The standard immunizations and well-child care should be provided. In addition, specific manifestations of the syndrome and associated conditions must be addressed, as follows:
Thyroid hormone. Give thyroid hormone for hypothyroidism to prevent intellectual deterioration and to improve the individual’s overall function, academic achievement, and vocational abilities
Digitalis and diuretics. Give digitalis and diuretics as necessary for cardiac management.
Vaccines. Consider pneumococcal and influenza vaccination for children with chronic cardiac and respiratory disease; consider prophylactic palivizumab, since infants with Down syndrome are at high risk for hospitalization with a respiratory syncytial virus.
Anticonvulsants. Administer anticonvulsants for tonic-clonic seizures or for infantile spasms (treat with steroids).
Nursing management for a child with Down syndrome are:
Nursing Assessment: Assessment of a child with Down syndrome include:
Physical assessment. The nurse should perform a thorough, systemic, head-to-toe assessment of the newborn.
History: Nurses should obtain a history of mother’s pregnancy, birth history, and genetic testing.
Based on the assessment data, the major nursing diagnoses are:
Delayed growth and development related to impaired ability to achieve developmental tasks.
Self-care deficit: bathing and hygiene, dressing, feeding, toileting related to cognitive impairment.
Impaired verbal communication related to impaired receptive or expressive skills.
Risk for infection related to decreased muscle tone and poor drainage of mucus.
Nursing Care Planning and Goals
The major goals for a child with Down syndrome are:
The child will be able to perform motor, social, and/or expressive skills typical of age group within the scope of present capabilities.
The child will perform self-care and self-control activities appropriate for age.
The child will be able to establish a method of communication in which needs can be expressed.
The child will be able to achieve timely wound healing; be free of purulent drainage or erythema, and be afebrile.
Nursing interventions are:
Provide adequate nutrition. Assess the child’ ability to swallow, provide information on the proper way of giving food, and provide good nutrition counseling.
Frequent consultations are a must.

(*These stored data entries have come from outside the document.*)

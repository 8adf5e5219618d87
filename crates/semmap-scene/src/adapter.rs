//! The rendering seam.
//!
//! The pipeline never draws anything itself.  It hands a finished
//! [`SceneDescription`] to a [`RenderingAdapter`], which turns it into
//! whatever the outside world needs: an interactive 3-D view, an image, or
//! a file another process picks up.
//!
//! - [`RenderingAdapter`] – the trait every renderer implements.
//! - [`JsonSceneAdapter`] – writes the scene as JSON to any [`Write`] sink.

use std::io::Write;

use semmap_types::SceneError;
use tracing::debug;

use crate::scene::SceneDescription;

/// Every renderer must implement this trait.
///
/// # Contract
///
/// The adapter receives point sets, labeled points and line segments, each
/// with a color and a legend flag.  It must not assume anything else about
/// how the scene was produced.
pub trait RenderingAdapter {
    /// Short name used in logs.
    fn name(&self) -> &str;

    /// Draw or export one scene.
    fn render(&mut self, scene: &SceneDescription) -> Result<(), SceneError>;
}

/// Serializes scenes as JSON.
pub struct JsonSceneAdapter<W: Write> {
    writer: W,
    pretty: bool,
}

impl<W: Write> JsonSceneAdapter<W> {
    /// Pretty-printed output.
    pub fn new(writer: W) -> Self {
        Self {
            writer,
            pretty: true,
        }
    }

    /// Single-line output.
    pub fn compact(writer: W) -> Self {
        Self {
            writer,
            pretty: false,
        }
    }

    pub fn into_inner(self) -> W {
        self.writer
    }
}

impl<W: Write> RenderingAdapter for JsonSceneAdapter<W> {
    fn name(&self) -> &str {
        "json"
    }

    fn render(&mut self, scene: &SceneDescription) -> Result<(), SceneError> {
        let written = if self.pretty {
            serde_json::to_writer_pretty(&mut self.writer, scene)
        } else {
            serde_json::to_writer(&mut self.writer, scene)
        };
        written.map_err(|e| SceneError::Render(format!("failed to serialize scene: {e}")))?;
        self.writer
            .write_all(b"\n")
            .and_then(|()| self.writer.flush())
            .map_err(|e| SceneError::Render(format!("failed to write scene: {e}")))?;
        debug!(adapter = self.name(), categories = scene.categories.len(), "scene exported");
        Ok(())
    }
}

#[cfg(test)]
mod tests {
    use super::*;
    use crate::scene::{MarkerSymbol, PointSet};
    use semmap_types::Point3;

    fn tiny_scene() -> SceneDescription {
        SceneDescription {
            obstacles: PointSet {
                name: Some("Occupancy Map".into()),
                label: None,
                points: vec![Point3::new(2.0, 3.0, 0.0)],
                color: "black".into(),
                symbol: MarkerSymbol::Circle,
                size: 1.0,
                show_in_legend: true,
            },
            categories: Vec::new(),
            view: None,
        }
    }

    #[test]
    fn json_adapter_round_trips_scene() {
        let mut adapter = JsonSceneAdapter::new(Vec::new());
        adapter.render(&tiny_scene()).unwrap();
        let bytes = adapter.into_inner();
        let back: SceneDescription = serde_json::from_slice(&bytes).unwrap();
        assert_eq!(back, tiny_scene());
    }

    #[test]
    fn compact_output_is_one_line() {
        let mut adapter = JsonSceneAdapter::compact(Vec::new());
        adapter.render(&tiny_scene()).unwrap();
        let text = String::from_utf8(adapter.into_inner()).unwrap();
        assert_eq!(text.lines().count(), 1);
        assert!(text.contains("\"show_in_legend\":true"));
    }

    struct FailingSink;

    impl Write for FailingSink {
        fn write(&mut self, _: &[u8]) -> std::io::Result<usize> {
            Err(std::io::Error::other("disk full"))
        }
        fn flush(&mut self) -> std::io::Result<()> {
            Ok(())
        }
    }

    #[test]
    fn write_failure_is_render_error() {
        let mut adapter = JsonSceneAdapter::new(FailingSink);
        let err = adapter.render(&tiny_scene()).unwrap_err();
        assert!(matches!(err, SceneError::Render(_)));
    }
}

Encourage parents to have the child’s hearing and vision checked regularly.
Assess understanding of Down syndrome. Educate the parents about Down syndrome and the care of a child with the disease.
Provide emotional support and motivation. The family caregiver needs support during these trying times; they need strong support and guidance from the time the child is born.
Goals are met as evidenced by:
The child was able to perform motor, social, and/or expressive skills typical of age group within the scope of present capabilities.
The child performed self-care and self-control activities appropriate for age.
The child was able to establish a method of communication in which needs can be expressed.
The child was able to achieve timely wound healing; be free of purulent drainage or erythema, and be afebrile.
Documentation in a child with Down’s syndrome include:
Availability and use of support systems and community resources.
Plan of care.
Attainment or progress toward desired outcomes.
Deviations from normal parenting expectations.